Saved entries
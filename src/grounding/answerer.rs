//! Grounded answering: one model call constrained to the evidence

use crate::config::LlmConfig;
use crate::grounding::audit::has_citation;
use crate::grounding::prompt::{build_messages, is_refusal, PromptInput, REFUSAL};
use crate::grounding::{ChatRequest, LanguageModel, ModelError};
use serde::Serialize;
use std::sync::Arc;
use std::time::Duration;

/// Grounded answers are always requested at temperature 0
pub const ANSWER_TEMPERATURE: f32 = 0.0;

/// Outcome of one grounded answer
#[derive(Debug, Clone, PartialEq, Serialize)]
#[serde(tag = "kind", rename_all = "lowercase")]
pub enum AnswerOutcome {
    Answered {
        text: String,
        /// The single evidence tag was appended because the model cited nothing
        auto_cited: bool,
    },
    Refused { text: String },
}

impl AnswerOutcome {
    pub fn text(&self) -> &str {
        match self {
            Self::Answered { text, .. } | Self::Refused { text } => text,
        }
    }

    pub fn is_refused(&self) -> bool {
        matches!(self, Self::Refused { .. })
    }

    fn refused() -> Self {
        Self::Refused {
            text: REFUSAL.to_string(),
        }
    }
}

/// Invokes the language model under the grounding instruction
pub struct GroundedAnswerer {
    model: Arc<dyn LanguageModel>,
    timeout: Duration,
    max_tokens: u32,
    context_turns: usize,
}

impl GroundedAnswerer {
    pub fn new(model: Arc<dyn LanguageModel>, timeout: Duration, max_tokens: u32) -> Self {
        Self {
            model,
            timeout,
            max_tokens,
            context_turns: 0,
        }
    }

    pub fn from_config(model: Arc<dyn LanguageModel>, config: &LlmConfig) -> Self {
        Self::new(model, Duration::from_secs(config.timeout_secs), config.max_tokens)
            .with_context_turns(config.context_turns)
    }

    /// Number of earlier history messages sent with each question
    pub fn with_context_turns(mut self, turns: usize) -> Self {
        self.context_turns = turns;
        self
    }

    pub fn model(&self) -> &Arc<dyn LanguageModel> {
        &self.model
    }

    /// Answer a question from the prepared evidence
    ///
    /// Without evidence, facts, OCR text or an image the refusal is returned
    /// without calling the model. A call exceeding the timeout fails with
    /// [`ModelError::Timeout`].
    pub async fn answer(&self, input: &PromptInput<'_>) -> Result<AnswerOutcome, ModelError> {
        let has_ocr = input.ocr_text.is_some_and(|t| !t.trim().is_empty());
        if !input.evidence.has_support() && !has_ocr && input.image.is_none() {
            tracing::debug!("No evidence, facts or image; refusing without a model call");
            return Ok(AnswerOutcome::refused());
        }

        let mut prompt = *input;
        if prompt.image.is_some() && !self.model.supports_images() {
            tracing::warn!(
                "Model {} does not accept images; sending OCR text only",
                self.model.model_name()
            );
            prompt.image = None;
        }

        let request = ChatRequest {
            messages: build_messages(&prompt, self.context_turns),
            temperature: ANSWER_TEMPERATURE,
            max_tokens: self.max_tokens,
        };

        tracing::debug!(
            "Asking {} with {} evidence items and {} facts",
            self.model.model_name(),
            input.evidence.items.len(),
            input.evidence.facts.len()
        );

        let raw = tokio::time::timeout(self.timeout, self.model.complete(&request))
            .await
            .map_err(|_| ModelError::Timeout(self.timeout))??;

        if is_refusal(&raw) {
            return Ok(AnswerOutcome::refused());
        }

        // Only a lone evidence item is credited automatically
        if let [only] = input.evidence.items.as_slice() {
            if !has_citation(&raw) {
                return Ok(AnswerOutcome::Answered {
                    text: format!("{} [{}]", raw.trim_end(), only.tag),
                    auto_cited: true,
                });
            }
        }

        Ok(AnswerOutcome::Answered {
            text: raw,
            auto_cited: false,
        })
    }
}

§ **Exercise**
Show the lines above with "GroundedAnswerer".

§ **Answer space**
pub struct GroundedAnswerer {
impl GroundedAnswerer {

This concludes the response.